Dataset excerpts:
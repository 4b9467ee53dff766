//! The compilation pipeline, from input files to the output C++ file.
//!
//! Exit codes: 0 on success, 1 for bad arguments, 2 for parse or compile
//! errors and internal failures. Parse errors and semantic diagnostics are
//! rendered with their source line and a caret before the driver exits.

use std::collections::{HashMap, HashSet};
use std::fs;
use std::path::{Path, PathBuf};

use thiserror::Error;

use ozboot_codegen::{emit_program, EmitConfig, Entry};
use ozboot_parser::assemble;
use ozboot_parser::ast::FunctorExpr;
use ozboot_parser::error::render_diagnostic;
use ozboot_parser::{
    parse_expression, run_pipeline, BuiltinRegistry, Diagnostic, Expression, FrontError, Program,
};

use crate::cli::{Cli, Mode};

#[derive(Debug, Error)]
pub enum DriverError {
    #[error("{0}")]
    Usage(String),

    #[error("cannot read {path}: {source}")]
    Io {
        path: PathBuf,
        source: std::io::Error,
    },

    #[error("invalid builtin descriptor {path}: {source}")]
    Descriptor {
        path: PathBuf,
        source: serde_json::Error,
    },

    #[error("{0}")]
    Codegen(#[from] ozboot_codegen::CodegenError),

    /// Diagnostics were already rendered to stderr.
    #[error("")]
    Reported,
}

impl DriverError {
    pub fn exit_code(&self) -> i32 {
        match self {
            DriverError::Usage(_) => 1,
            _ => 2,
        }
    }
}

pub fn run(cli: &Cli) -> i32 {
    match try_run(cli) {
        Ok(()) => 0,
        Err(error) => {
            let message = error.to_string();
            if !message.is_empty() {
                eprintln!("ozbootc: {}", message);
            }
            error.exit_code()
        }
    }
}

fn read_file(path: &Path) -> Result<String, DriverError> {
    fs::read_to_string(path).map_err(|source| DriverError::Io {
        path: path.to_path_buf(),
        source,
    })
}

fn file_stem(path: &Path) -> String {
    path.file_stem()
        .map(|stem| stem.to_string_lossy().into_owned())
        .unwrap_or_else(|| path.display().to_string())
}

fn file_name(path: &Path) -> String {
    path.file_name()
        .map(|name| name.to_string_lossy().into_owned())
        .unwrap_or_else(|| path.display().to_string())
}

/// Load one descriptor file, or every `*-builtin.json` in a directory.
fn load_builtin_modules(registry: &mut BuiltinRegistry, path: &Path) -> Result<(), DriverError> {
    if path.is_dir() {
        let entries = fs::read_dir(path).map_err(|source| DriverError::Io {
            path: path.to_path_buf(),
            source,
        })?;
        let mut files: Vec<PathBuf> = Vec::new();
        for entry in entries {
            let entry = entry.map_err(|source| DriverError::Io {
                path: path.to_path_buf(),
                source,
            })?;
            let file = entry.path();
            if file
                .file_name()
                .and_then(|name| name.to_str())
                .is_some_and(|name| name.ends_with("-builtin.json"))
            {
                files.push(file);
            }
        }
        files.sort();
        for file in files {
            load_builtin_modules(registry, &file)?;
        }
        return Ok(());
    }

    let json = read_file(path)?;
    registry
        .load_str(&json)
        .map_err(|source| DriverError::Descriptor {
            path: path.to_path_buf(),
            source,
        })
}

/// One exported name per line, blank lines ignored.
fn load_base_declarations(program: &mut Program, path: &Path) -> Result<(), DriverError> {
    let text = read_file(path)?;
    for line in text.lines() {
        let name = line.trim();
        if !name.is_empty() {
            program.base_declarations.insert(name.to_string());
        }
    }
    Ok(())
}

/// Sources read so far, for diagnostic rendering.
type SourceMap = HashMap<String, String>;

fn report_parse_error(error: &Diagnostic, sources: &SourceMap) -> DriverError {
    eprintln!(
        "{}",
        render_diagnostic(error, sources.get(error.pos.file.as_ref()).map(String::as_str))
    );
    DriverError::Reported
}

fn report_front_error(error: FrontError, sources: &SourceMap) -> DriverError {
    match error {
        FrontError::Parse(diagnostic) => report_parse_error(&diagnostic, sources),
        FrontError::Semantic(diagnostics) => {
            for diagnostic in diagnostics.iter() {
                eprintln!(
                    "{}",
                    render_diagnostic(
                        diagnostic,
                        sources.get(diagnostic.pos.file.as_ref()).map(String::as_str)
                    )
                );
            }
            DriverError::Reported
        }
        FrontError::Internal(message) => {
            eprintln!("ozbootc: internal compiler error: {}", message);
            DriverError::Reported
        }
    }
}

fn try_run(cli: &Cli) -> Result<(), DriverError> {
    let mode = cli.mode().map_err(DriverError::Usage)?;

    let mut registry = BuiltinRegistry::new();
    for path in &cli.modules {
        load_builtin_modules(&mut registry, path)?;
    }

    let mut program = Program::new(registry);
    if let Some(base) = &cli.base {
        load_base_declarations(&mut program, base)?;
    }

    let defines: HashSet<String> = cli.defines.iter().cloned().collect();
    let mut sources = SourceMap::new();

    let entry = match mode {
        Mode::Module => {
            let path = &cli.inputs[0];
            if cli.inputs.len() > 1 {
                return Err(DriverError::Usage(
                    "module mode compiles exactly one input file".to_string(),
                ));
            }
            let name = file_name(path);
            let source = read_file(path)?;
            sources.insert(name.clone(), source);
            let functor = parse_expression(&sources[&name], &name, &defines)
                .map_err(|error| report_parse_error(&error, &sources))?;
            let stem = file_stem(path);
            let url = assemble::module_url(&stem);
            assemble::assemble_module(&mut program, functor, &url);
            Entry::Module { name: stem }
        }
        Mode::BaseEnv => {
            let mut functors: Vec<FunctorExpr> = Vec::new();
            for path in &cli.inputs {
                let name = file_name(path);
                let source = read_file(path)?;
                sources.insert(name.clone(), source);
                let parsed = parse_expression(&sources[&name], &name, &defines)
                    .map_err(|error| report_parse_error(&error, &sources))?;
                match parsed {
                    Expression::Functor(functor) => functors.push(functor),
                    other => {
                        let error =
                            Diagnostic::new("a base environment input must be a functor", other.pos().clone());
                        return Err(report_parse_error(&error, &sources));
                    }
                }
            }
            assemble::assemble_base_env(&mut program, functors);
            Entry::BaseEnv
        }
        Mode::Linker => {
            let main_url = assemble::module_url(&file_stem(&cli.inputs[0]));
            assemble::assemble_linker(&mut program, &main_url);
            let functor_names = cli.inputs.iter().map(|path| file_stem(path)).collect();
            Entry::Linker { functor_names }
        }
    };

    // Assembly may already have recorded problems (unknown boot modules).
    if program.has_errors() {
        return Err(report_front_error(
            FrontError::Semantic(program.errors.clone()),
            &sources,
        ));
    }

    run_pipeline(&mut program).map_err(|error| report_front_error(error, &sources))?;

    let store = ozboot_codegen::compile(&program)?;
    let output = emit_program(
        &program,
        &store,
        &EmitConfig {
            headers: cli.headers.clone(),
            entry,
        },
    )?;
    fs::write(&cli.output, output).map_err(|source| DriverError::Io {
        path: cli.output.clone(),
        source,
    })?;
    Ok(())
}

Exercise requirements: Copy the entries word for word. Leave nothing out.

Result of the exercise:
repository 4b9467ee53dff766
//! The compilation pipeline, from input files to the output C++ file.
//!
//! Exit codes: 0 on success, 1 for bad arguments, 2 for parse or compile
//! errors and internal failures. Parse errors and semantic diagnostics are
//! rendered with their source line and a caret before the driver exits.

use std::collections::{HashMap, HashSet};
use std::fs;
use std::path::{Path, PathBuf};

use thiserror::Error;

use ozboot_codegen::{emit_program, EmitConfig, Entry};
use ozboot_parser::assemble;
use ozboot_parser::ast::FunctorExpr;
use ozboot_parser::error::render_diagnostic;
use ozboot_parser::{
    parse_expression, run_pipeline, BuiltinRegistry, Diagnostic, Expression, FrontError, Program,
};

use crate::cli::{Cli, Mode};

#[derive(Debug, Error)]
pub enum DriverError {
    #[error("{0}")]
    Usage(String),

    #[error("cannot read {path}: {source}")]
    Io {
        path: PathBuf,
        source: std::io::Error,
    },

    #[error("invalid builtin descriptor {path}: {source}")]
    Descriptor {
        path: PathBuf,
        source: serde_json::Error,
    },

    #[error("{0}")]
    Codegen(#[from] ozboot_codegen::CodegenError),

    /// Diagnostics were already rendered to stderr.
    #[error("")]
    Reported,
}

impl DriverError {
    pub fn exit_code(&self) -> i32 {
        match self {
            DriverError::Usage(_) => 1,
            _ => 2,
        }
    }
}

pub fn run(cli: &Cli) -> i32 {
    match try_run(cli) {
        Ok(()) => 0,
        Err(error) => {
            let message = error.to_string();
            if !message.is_empty() {
                eprintln!("ozbootc: {}", message);
            }
            error.exit_code()
        }
    }
}

fn read_file(path: &Path) -> Result<String, DriverError> {
    fs::read_to_string(path).map_err(|source| DriverError::Io {
        path: path.to_path_buf(),
        source,
    })
}

fn file_stem(path: &Path) -> String {
    path.file_stem()
        .map(|stem| stem.to_string_lossy().into_owned())
        .unwrap_or_else(|| path.display().to_string())
}

fn file_name(path: &Path) -> String {
    path.file_name()
        .map(|name| name.to_string_lossy().into_owned())
        .unwrap_or_else(|| path.display().to_string())
}

/// Load one descriptor file, or every `*-builtin.json` in a directory.
fn load_builtin_modules(registry: &mut BuiltinRegistry, path: &Path) -> Result<(), DriverError> {
    if path.is_dir() {
        let entries = fs::read_dir(path).map_err(|source| DriverError::Io {
            path: path.to_path_buf(),
            source,
        })?;
        let mut files: Vec<PathBuf> = Vec::new();
        for entry in entries {
            let entry = entry.map_err(|source| DriverError::Io {
                path: path.to_path_buf(),
                source,
            })?;
            let file = entry.path();
            if file
                .file_name()
                .and_then(|name| name.to_str())
                .is_some_and(|name| name.ends_with("-builtin.json"))
            {
                files.push(file);
            }
        }
        files.sort();
        for file in files {
            load_builtin_modules(registry, &file)?;
        }
        return Ok(());
    }

    let json = read_file(path)?;
    registry
        .load_str(&json)
        .map_err(|source| DriverError::Descriptor {
            path: path.to_path_buf(),
            source,
        })
}

/// One exported name per line, blank lines ignored.
fn load_base_declarations(program: &mut Program, path: &Path) -> Result<(), DriverError> {
    let text = read_file(path)?;
    for line in text.lines() {
        let name = line.trim();
        if !name.is_empty() {
            program.base_declarations.insert(name.to_string());
        }
    }
    Ok(())
}

/// Sources read so far, for diagnostic rendering.
type SourceMap = HashMap<String, String>;

fn report_parse_error(error: &Diagnostic, sources: &SourceMap) -> DriverError {
    eprintln!(
        "{}",
        render_diagnostic(error, sources.get(error.pos.file.as_ref()).map(String::as_str))
    );
    DriverError::Reported
}

fn report_front_error(error: FrontError, sources: &SourceMap) -> DriverError {
    match error {
        FrontError::Parse(diagnostic) => report_parse_error(&diagnostic, sources),
        FrontError::Semantic(diagnostics) => {
            for diagnostic in diagnostics.iter() {
                eprintln!(
                    "{}",
                    render_diagnostic(
                        diagnostic,
                        sources.get(diagnostic.pos.file.as_ref()).map(String::as_str)
                    )
                );
            }
            DriverError::Reported
        }
        FrontError::Internal(message) => {
            eprintln!("ozbootc: internal compiler error: {}", message);
            DriverError::Reported
        }
    }
}

fn try_run(cli: &Cli) -> Result<(), DriverError> {
    let mode = cli.mode().map_err(DriverError::Usage)?;

    let mut registry = BuiltinRegistry::new();
    for path in &cli.modules {
        load_builtin_modules(&mut registry, path)?;
    }

    let mut program = Program::new(registry);
    if let Some(base) = &cli.base {
        load_base_declarations(&mut program, base)?;
    }

    let defines: HashSet<String> = cli.defines.iter().cloned().collect();
    let mut sources = SourceMap::new();

    let entry = match mode {
        Mode::Module => {
            let path = &cli.inputs[0];
            if cli.inputs.len() > 1 {
                return Err(DriverError::Usage(
                    "module mode compiles exactly one input file".to_string(),
                ));
            }
            let name = file_name(path);
            let source = read_file(path)?;
            sources.insert(name.clone(), source);
            let functor = parse_expression(&sources[&name], &name, &defines)
                .map_err(|error| report_parse_error(&error, &sources))?;
            let stem = file_stem(path);
            let url = assemble::module_url(&stem);
            assemble::assemble_module(&mut program, functor, &url);
            Entry::Module { name: stem }
        }
        Mode::BaseEnv => {
            let mut functors: Vec<FunctorExpr> = Vec::new();
            for path in &cli.inputs {
                let name = file_name(path);
                let source = read_file(path)?;
                sources.insert(name.clone(), source);
                let parsed = parse_expression(&sources[&name], &name, &defines)
                    .map_err(|error| report_parse_error(&error, &sources))?;
                match parsed {
                    Expression::Functor(functor) => functors.push(functor),
                    other => {
                        let error =
                            Diagnostic::new("a base environment input must be a functor", other.pos().clone());
                        return Err(report_parse_error(&error, &sources));
                    }
                }
            }
            assemble::assemble_base_env(&mut program, functors);
            Entry::BaseEnv
        }
        Mode::Linker => {
            let main_url = assemble::module_url(&file_stem(&cli.inputs[0]));
            assemble::assemble_linker(&mut program, &main_url);
            let functor_names = cli.inputs.iter().map(|path| file_stem(path)).collect();
            Entry::Linker { functor_names }
        }
    };

    // Assembly may already have recorded problems (unknown boot modules).
    if program.has_errors() {
        return Err(report_front_error(
            FrontError::Semantic(program.errors.clone()),
            &sources,
        ));
    }

    run_pipeline(&mut program).map_err(|error| report_front_error(error, &sources))?;

    let store = ozboot_codegen::compile(&program)?;
    let output = emit_program(
        &program,
        &store,
        &EmitConfig {
            headers: cli.headers.clone(),
            entry,
        },
    )?;
    fs::write(&cli.output, output).map_err(|source| DriverError::Io {
        path: cli.output.clone(),
        source,
    })?;
    Ok(())
}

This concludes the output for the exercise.